In a few books, when the text quotes words that no character is saying in the present scene--words that a character has said before, or often says, or that another character imagines being said--that dialogue appears in single quote marks instead of the regular (American) double quote marks.
I first noticed this usage in Scott Turow's Presumed Innocent, published in 1987. Since then, I've kept my eyes open for other books using the same style, and the earliest book in which I've spotted it is Madeleine L'Engle's A Wind in the Door (1973), the first sequel to A Wrinkle in Time. (It may not be coincidence that both those titles came from Farrar, Straus & Giroux.)
Here are a couple of passages from A Wind in the Door, chapter three, showing this style in action: The children were all fond of Dr. Louise, and trusted her completely as a physician, but they were not quite sure that she had their parents’ capacity to accept the extraordinary. Almost sure, but not quite. Dr. Colubra had a good deal in common with their parents; she, too, had given up work which paid extremely well in both money and prestige, to come live in this small rural village. (‘Too many of my colleagues have forgotten they are supposed to practice the art of healing. If I don’t have the gift of healing in my hands, then all my expensive training isn’t worth very much.’) She, too, had turned her back on the glitter of worldly success.
And a page later: “You haven’t proven them to me,” Dr. Louise said. “Yet!” She looked slightly ruffled, like a little grey bird. Her short, curly hair was grey; her eyes were grey above a small beak of a nose; she wore a grey flannel suit. “The main reason I think you may be right is that you go to that idiot machine--” she pointed at the micro-electron microscope--“the way my husband used to go to his violin. It was always a lovers’ meeting.“
I wouldn't have used single quote marks in those passages. (And I wouldn't have included the sixth comma in the first passage, or punctuated the clause about the micro-electron microscope within Dr. Louise’s dialogue like that, either.)
Mrs. Murry turned away from her ‘idiot machine.’ “I think I wish I’d never heard of farandolae, much less come to the conclusions--” She stopped abruptly, then said, “By the way, kids, I was rather surprised, just before you all barged into the lab, to have Mr. Jenkins call to suggest that we give Charles Wallace lessons in self-defense.”
I’ve looked in style guides to see if any state this usage is standard, or even a common option, and haven’t found one that recommends treating some quotations differently from others this way. The closest guideline is a Chicago Manual of Style stipulation that in philosophical and linguistic texts certain terms might be enclosed in single quote marks (14th edition, 6.67 and 6.74).
To prepare for this posting, I kept watch for an example of standard use of quote marks in the same situation, and found one in Gail Gauthier's The Hero of Ticonderoga (2001): Mom sighed one of her “I’m trying to keep from killing you” sighs. “No, it does not.”

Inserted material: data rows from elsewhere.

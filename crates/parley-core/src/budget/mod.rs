//! Budget gate abstraction for point-metered sends.

pub mod gate;

pub use gate::BudgetGate;
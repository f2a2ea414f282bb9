//! Interactive CLI chat with a character.
//!
//! This module implements the chat loop: the turn view with version
//! indicators, slash commands for editing, deleting, regenerating and
//! switching versions, the boost selector and the balance display.
//! Entry point: `loop_runner::run_chat_loop`.

pub mod banner;
pub mod commands;
pub mod input;
pub mod loop_runner;
pub mod renderer;
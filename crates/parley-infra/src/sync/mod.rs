//! REST shims for the remote collaborators.
//!
//! - `client`: shared reqwest client, bearer auth and status mapping.
//! - `wire`: JSON request/response bodies.
//! - `http`: `HttpConversationSync` implementing `ConversationSync`.
//! - `budget`: `HttpBudgetGate` implementing `BudgetGate`.

pub mod budget;
pub mod client;
pub mod http;
pub mod wire;

pub use budget::HttpBudgetGate;
pub use client::RestClient;
pub use http::HttpConversationSync;

#[cfg(test)]
pub(crate) mod test_server;
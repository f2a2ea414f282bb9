//! Infrastructure layer for Parley.
//!
//! Implements the ports defined in `parley-core`: REST clients for the
//! conversation server and the budget service, and a SQLite store for local
//! preferences. Also loads `config.toml` from the data directory.

pub mod config;
pub mod sqlite;
pub mod sync;
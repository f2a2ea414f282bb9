//! CLI command definitions for the `parley` binary.
//!
//! Uses clap derive macros for argument parsing. Every conversation command
//! takes the character id and optionally a session id; without one the
//! character's latest session is resumed.

pub mod balance;
pub mod chat;
pub mod delete;
pub mod turns;

use std::time::Duration;

use clap::{Parser, Subcommand};
use clap_complete::Shell;
use indicatif::{ProgressBar, ProgressStyle};

use parley_core::conversation::SessionRequest;
use parley_types::conversation::{CharacterId, MessageId, SessionId};

/// Start a cyan steady-tick spinner with `message`.
pub fn spinner(message: &str) -> ProgressBar {
    let spinner = ProgressBar::new_spinner();
    if let Ok(style) = ProgressStyle::default_spinner().template("{spinner:.cyan} {msg}") {
        spinner.set_style(style);
    }
    spinner.set_message(message.to_string());
    spinner.enable_steady_tick(Duration::from_millis(80));
    spinner
}

/// Chat with characters and manage response versions.
#[derive(Parser)]
#[command(name = "parley", version, about, long_about = None)]
#[command(propagate_version = true)]
pub struct Cli {
    /// Output machine-readable JSON instead of styled text.
    #[arg(long, global = true)]
    pub json: bool,

    /// Suppress all output except errors.
    #[arg(long, global = true)]
    pub quiet: bool,

    /// Detailed output (-v for verbose, -vv for debug/trace).
    #[arg(short, long, action = clap::ArgAction::Count, global = true)]
    pub verbose: u8,

    /// Also export tracing spans through OpenTelemetry (stdout exporter).
    #[arg(long, global = true)]
    pub otel: bool,

    #[command(subcommand)]
    pub command: Commands,
}

#[derive(Subcommand)]
pub enum Commands {
    /// Start an interactive chat with a character.
    Chat {
        /// Character id.
        character: CharacterId,

        #[command(flatten)]
        session: SessionArgs,

        /// Start a fresh session instead of resuming.
        #[arg(long, conflicts_with = "session")]
        new: bool,
    },

    /// Print the turn view of a session.
    Turns {
        /// Character id.
        character: CharacterId,

        #[command(flatten)]
        session: SessionArgs,
    },

    /// Delete a message (a user message takes its whole turn with it).
    #[command(alias = "rm")]
    Delete {
        /// Character id.
        character: CharacterId,

        /// Id of the message to delete.
        message: MessageId,

        #[command(flatten)]
        session: SessionArgs,

        /// Skip the confirmation prompt.
        #[arg(long, short)]
        force: bool,
    },

    /// Show the current point balance and send costs.
    Balance,

    /// Generate shell completions.
    Completions {
        /// Shell to generate completions for.
        shell: Shell,
    },
}

#[derive(clap::Args, Debug, Clone, Copy)]
pub struct SessionArgs {
    /// Session id to resume (defaults to the latest session).
    #[arg(long = "session", short = 's')]
    pub session: Option<SessionId>,
}

impl SessionArgs {
    pub fn request(self, character: CharacterId) -> SessionRequest {
        let request = SessionRequest::latest(character);
        match self.session {
            Some(session_id) => request.with_session(session_id),
            None => request,
        }
    }
}
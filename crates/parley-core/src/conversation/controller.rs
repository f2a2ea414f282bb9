//! Conversation controller.
//!
//! Drives send, edit, delete, regenerate and version-switch operations
//! against the remote log while keeping the local `MessageLog` consistent.
//! Edits and deletes are applied optimistically and rolled back from their
//! `Undo` when the request fails. Sends and regenerations are applied only
//! after the server confirms them. Version switches are applied locally and
//! persisted in the background by the `VersionSyncQueue`.
//!
//! State is held in a `std::sync::Mutex` that is never held across an
//! `.await`, so every operation takes `&self` and operations may be driven
//! concurrently.

use std::sync::{Arc, Mutex, MutexGuard, PoisonError};

use parley_types::budget::{BoostMultiplier, CostTable};
use parley_types::config::ParleyConfig;
use parley_types::conversation::{
    CharacterId, Direction, GenerationSettings, Message, MessageId, SessionId, Turn,
};
use parley_types::event::{ConversationEvent, Operation};
use tracing::{debug, info, warn};

use super::error::{ConversationError, ErrorKind};
use super::state::{ConversationPhase, ConversationState};
use super::undo::Undo;
use super::version_sync::{VersionSyncQueue, VersionSyncStats};
use crate::budget::BudgetGate;
use crate::event::{EventBus, EventSubscription};
use crate::preference::PreferenceStore;
use crate::sync::ConversationSync;
use crate::turn::MessageLog;
use crate::turn::audit::audit_log;
//! In-process axum server standing in for the conversation and budget
//! services in HTTP shim tests.

use std::sync::{Arc, Mutex};

use axum::Router;
use axum::body::Bytes;
use axum::extract::{Path, State};
use axum::http::{HeaderMap, StatusCode, Uri, header::AUTHORIZATION};
use axum::response::{IntoResponse, Response};
use axum::routing::{get, patch, post, put};
use parley_types::config::ServerConfig;
use parley_types::conversation::{Message, MessageId, SessionId, SessionSnapshot};
use secrecy::SecretString;
use serde_json::{Value, json};

use super::client::RestClient;
use super::wire::{AppendMessageResponse, RegenerateResponse};

#[derive(Clone, Default)]
struct Shared {
    token: Option<String>,
    requests: Arc<Mutex<Vec<(String, Value)>>>,
    balance_body: Arc<Mutex<String>>,
}

impl Shared {
    fn record(&self, headers: &HeaderMap, uri: &Uri, body: &Bytes) -> Result<(), Response> {
        if let Some(token) = &self.token {
            let expected = format!("Bearer {token}");
            let given = headers.get(AUTHORIZATION).and_then(|v| v.to_str().ok());
            if given != Some(expected.as_str()) {
                return Err((StatusCode::UNAUTHORIZED, "missing or invalid token").into_response());
            }
        }
        let value = serde_json::from_slice(body).unwrap_or(Value::Null);
        self.requests
            .lock()
            .unwrap()
            .push((uri.path().to_string(), value));
        Ok(())
    }
}

pub struct TestServer {
    pub base_url: String,
    shared: Shared,
}

impl TestServer {
    pub async fn start() -> Self {
        Self::spawn(Shared::default()).await
    }

    pub async fn start_with_token(token: &str) -> Self {
        Self::spawn(Shared {
            token: Some(token.to_string()),
            ..Shared::default()
        })
        .await
    }

    async fn spawn(shared: Shared) -> Self {
        *shared.balance_body.lock().unwrap() = json!({ "balance": 42 }).to_string();
        let router = Router::new()
            .route("/api/sessions/resume", post(resume))
            .route("/api/sessions/{sid}/messages", post(append))
            .route("/api/messages/{id}", patch(mutate_message).delete(mutate_message))
            .route(
                "/api/sessions/{sid}/turns/{turn_id}/regenerate",
                post(regenerate),
            )
            .route("/api/turns/{turn_id}/active", put(set_active))
            .route("/api/balance", get(balance))
            .with_state(shared.clone());

        let listener = tokio::net::TcpListener::bind("127.0.0.1:0").await.unwrap();
        let addr = listener.local_addr().unwrap();
        tokio::spawn(async move {
            axum::serve(listener, router).await.unwrap();
        });

        Self {
            base_url: format!("http://{addr}/api"),
            shared,
        }
    }

    /// Replace the raw body served by `GET /balance`.
    pub fn set_balance_body(&self, body: &str) {
        *self.shared.balance_body.lock().unwrap() = body.to_string();
    }

    pub fn last_path(&self) -> String {
        self.shared
            .requests
            .lock()
            .unwrap()
            .last()
            .map(|(path, _)| path.clone())
            .unwrap_or_default()
    }

    pub fn last_body(&self) -> Value {
        self.shared
            .requests
            .lock()
            .unwrap()
            .last()
            .map(|(_, body)| body.clone())
            .unwrap_or(Value::Null)
    }
}

pub fn client_for(server: &TestServer, token: Option<SecretString>) -> RestClient {
    let config = ServerConfig {
        base_url: server.base_url.clone(),
        timeout_secs: 5,
        ..ServerConfig::default()
    };
    RestClient::new(&config, token).unwrap()
}

async fn resume(State(s): State<Shared>, headers: HeaderMap, uri: Uri, body: Bytes) -> Response {
    if let Err(rejection) = s.record(&headers, &uri, &body) {
        return rejection;
    }
    axum::Json(SessionSnapshot {
        session_id: SessionId::new(),
        note: Some("scene: tavern".to_string()),
        messages: vec![
            Message::user(MessageId(1), "Hi"),
            Message::model(MessageId(2), MessageId(1), 1, false, "Hello!"),
            Message::model(MessageId(3), MessageId(1), 2, true, "Hey there!"),
        ],
    })
    .into_response()
}

async fn append(
    State(s): State<Shared>,
    Path(_sid): Path<String>,
    headers: HeaderMap,
    uri: Uri,
    body: Bytes,
) -> Response {
    if let Err(rejection) = s.record(&headers, &uri, &body) {
        return rejection;
    }
    axum::Json(AppendMessageResponse {
        new_messages: vec![
            Message::user(MessageId(10), "Hello"),
            Message::model(MessageId(11), MessageId(10), 1, true, "Hi!"),
        ],
    })
    .into_response()
}

async fn mutate_message(
    State(s): State<Shared>,
    Path(id): Path<i64>,
    headers: HeaderMap,
    uri: Uri,
    body: Bytes,
) -> Response {
    if let Err(rejection) = s.record(&headers, &uri, &body) {
        return rejection;
    }
    match id {
        404 => StatusCode::NOT_FOUND.into_response(),
        500 => (StatusCode::INTERNAL_SERVER_ERROR, "store unavailable").into_response(),
        _ => StatusCode::NO_CONTENT.into_response(),
    }
}

async fn regenerate(
    State(s): State<Shared>,
    Path((_sid, turn_id)): Path<(String, i64)>,
    headers: HeaderMap,
    uri: Uri,
    body: Bytes,
) -> Response {
    if let Err(rejection) = s.record(&headers, &uri, &body) {
        return rejection;
    }
    if turn_id == 999 {
        return (StatusCode::OK, "<html>not json</html>").into_response();
    }
    axum::Json(RegenerateResponse {
        new_message: Message::model(MessageId(12), MessageId(turn_id), 3, true, "Another take"),
    })
    .into_response()
}

async fn set_active(
    State(s): State<Shared>,
    Path(_turn_id): Path<i64>,
    headers: HeaderMap,
    uri: Uri,
    body: Bytes,
) -> Response {
    if let Err(rejection) = s.record(&headers, &uri, &body) {
        return rejection;
    }
    StatusCode::NO_CONTENT.into_response()
}

async fn balance(State(s): State<Shared>, headers: HeaderMap, uri: Uri) -> Response {
    if let Err(rejection) = s.record(&headers, &uri, &Bytes::new()) {
        return rejection;
    }
    let body = s.balance_body.lock().unwrap().clone();
    (
        StatusCode::OK,
        [(axum::http::header::CONTENT_TYPE, "application/json")],
        body,
    )
        .into_response()
}
//! Conversation event distribution.

pub mod bus;

pub use bus::{EventBus, EventSubscription};
//! Best-effort persistence of active-version selections.
//!
//! Switching versions updates the local view immediately. The selection is
//! then handed to a background task that records it with the sync API.
//! Selections queued for the same turn coalesce (latest wins) and failed
//! requests are retried with exponential backoff. When every attempt fails
//! the selection is dropped and a persistence drift warning is logged; the
//! local view is never rolled back.
//!
//! A regenerate makes the server activate the new version on its own. The
//! controller reports that through [`VersionSyncQueue::settle`]: a selection
//! still queued for the turn is dropped, and if a request for the turn has
//! already gone out it may land after the regenerate, so the settled version
//! is sent again.

use std::collections::{BTreeMap, BTreeSet};
use std::sync::Arc;
use std::time::Duration;

use parley_types::config::VersionSyncConfig;
use parley_types::conversation::MessageId;
use tokio::sync::mpsc;
use tokio::task::JoinHandle;
use tracing::{debug, warn};

use crate::sync::ConversationSync;

/// Counters reported when the queue shuts down.
#[derive(Debug, Clone, Copy, Default, PartialEq, Eq)]
pub struct VersionSyncStats {
    /// Selections recorded by the server.
    pub persisted: u32,
    /// Selections replaced by a newer one for the same turn before they
    /// were recorded.
    pub superseded: u32,
    /// Selections dropped after exhausting every attempt.
    pub drifted: u32,
}

#[derive(Debug, Clone, Copy)]
struct Selection {
    turn_id: MessageId,
    message_id: MessageId,
}

#[derive(Debug, Clone, Copy)]
enum Command {
    /// The user picked a version locally.
    Select(Selection),
    /// The server activated this version itself.
    Settled(Selection),
}

/// Handle to the background version sync task.
#[derive(Debug)]
pub struct VersionSyncQueue {
    tx: mpsc::UnboundedSender<Command>,
    worker: JoinHandle<VersionSyncStats>,
}

impl VersionSyncQueue {
    /// Spawn the background task on the current tokio runtime.
    pub fn spawn<S>(sync: Arc<S>, policy: VersionSyncConfig) -> Self
    where
        S: ConversationSync + 'static,
    {
        let (tx, rx) = mpsc::unbounded_channel();
        let worker = tokio::spawn(run(sync, policy, rx));
        Self { tx, worker }
    }

    /// Queue a selection. Never blocks and never fails from the caller's
    /// point of view.
    pub fn enqueue(&self, turn_id: MessageId, message_id: MessageId) {
        self.send(Command::Select(Selection {
            turn_id,
            message_id,
        }));
    }

    /// Record that the server already has `message_id` active for the turn.
    pub fn settle(&self, turn_id: MessageId, message_id: MessageId) {
        self.send(Command::Settled(Selection {
            turn_id,
            message_id,
        }));
    }

    fn send(&self, command: Command) {
        if let Err(mpsc::error::SendError(command)) = self.tx.send(command) {
            let (Command::Select(selection) | Command::Settled(selection)) = command;
            warn!(
                turn_id = %selection.turn_id,
                message_id = %selection.message_id,
                "version sync worker stopped; selection not persisted"
            );
        }
    }

    /// Stop accepting selections and wait for queued ones to be processed.
    pub async fn shutdown(self) -> VersionSyncStats {
        drop(self.tx);
        match self.worker.await {
            Ok(stats) => stats,
            Err(e) => {
                warn!(error = %e, "version sync worker did not finish cleanly");
                VersionSyncStats::default()
            }
        }
    }
}

/// Worker-side state between requests.
#[derive(Debug, Default)]
struct Backlog {
    /// turn id -> latest selected message id
    pending: BTreeMap<MessageId, MessageId>,
    /// Turns with a request sent since their last settle.
    sent: BTreeSet<MessageId>,
    stats: VersionSyncStats,
}

impl Backlog {
    fn drain(&mut self, rx: &mut mpsc::UnboundedReceiver<Command>) {
        while let Ok(command) = rx.try_recv() {
            self.apply(command);
        }
    }

    fn apply(&mut self, command: Command) {
        match command {
            Command::Select(selection) => {
                if let Some(previous) = self.pending.insert(selection.turn_id, selection.message_id)
                {
                    if previous != selection.message_id {
                        self.stats.superseded += 1;
                    }
                }
            }
            Command::Settled(selection) => {
                if self.pending.remove(&selection.turn_id).is_some() {
                    self.stats.superseded += 1;
                }
                if self.sent.remove(&selection.turn_id) {
                    debug!(
                        turn_id = %selection.turn_id,
                        message_id = %selection.message_id,
                        "restating regenerated version after earlier selection"
                    );
                    self.pending.insert(selection.turn_id, selection.message_id);
                }
            }
        }
    }
}

async fn run<S>(
    sync: Arc<S>,
    policy: VersionSyncConfig,
    mut rx: mpsc::UnboundedReceiver<Command>,
) -> VersionSyncStats
where
    S: ConversationSync,
{
    let mut backlog = Backlog::default();

    loop {
        if backlog.pending.is_empty() {
            match rx.recv().await {
                Some(command) => backlog.apply(command),
                None => break,
            }
        }
        backlog.drain(&mut rx);

        let Some((turn_id, message_id)) = backlog.pending.pop_first() else {
            continue;
        };
        persist(sync.as_ref(), &policy, turn_id, message_id, &mut rx, &mut backlog).await;
    }

    let stats = backlog.stats;
    debug!(
        persisted = stats.persisted,
        superseded = stats.superseded,
        drifted = stats.drifted,
        "version sync worker finished"
    );
    stats
}

async fn persist<S>(
    sync: &S,
    policy: &VersionSyncConfig,
    turn_id: MessageId,
    mut message_id: MessageId,
    rx: &mut mpsc::UnboundedReceiver<Command>,
    backlog: &mut Backlog,
) where
    S: ConversationSync,
{
    let max_attempts = policy.max_attempts.max(1);
    let mut attempt = 1;

    loop {
        backlog.sent.insert(turn_id);
        match sync.set_active_version(turn_id, message_id).await {
            Ok(()) => {
                debug!(turn_id = %turn_id, message_id = %message_id, attempt, "active version persisted");
                backlog.stats.persisted += 1;
                return;
            }
            Err(e) if attempt >= max_attempts => {
                warn!(
                    turn_id = %turn_id,
                    message_id = %message_id,
                    attempts = attempt,
                    error = %e,
                    "persistence drift: active version not recorded by server"
                );
                backlog.stats.drifted += 1;
                return;
            }
            Err(e) => {
                let backoff = policy.backoff_ms(attempt);
                debug!(
                    turn_id = %turn_id,
                    attempt,
                    backoff_ms = backoff,
                    error = %e,
                    "active version persist failed, retrying"
                );
                tokio::time::sleep(Duration::from_millis(backoff)).await;
                attempt += 1;

                backlog.drain(rx);
                if let Some(newer) = backlog.pending.remove(&turn_id) {
                    if newer != message_id {
                        backlog.stats.superseded += 1;
                        message_id = newer;
                        attempt = 1;
                    }
                }
            }
        }
    }
}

The dialogue that start “I’m trying...” would be within single quote marks in the system L'Engle and Turow used. That might even be clearer about what's spoken aloud in that scene and what the narrator is recalling from earlier moments. But until that system becomes standard, and readers know how to interpret it on the fly, I think it risks being confusing instead of clarifying.
Has anyone else come across this quirk of punctuation? Has it gotten into any style guides? Does anyone use it all the time?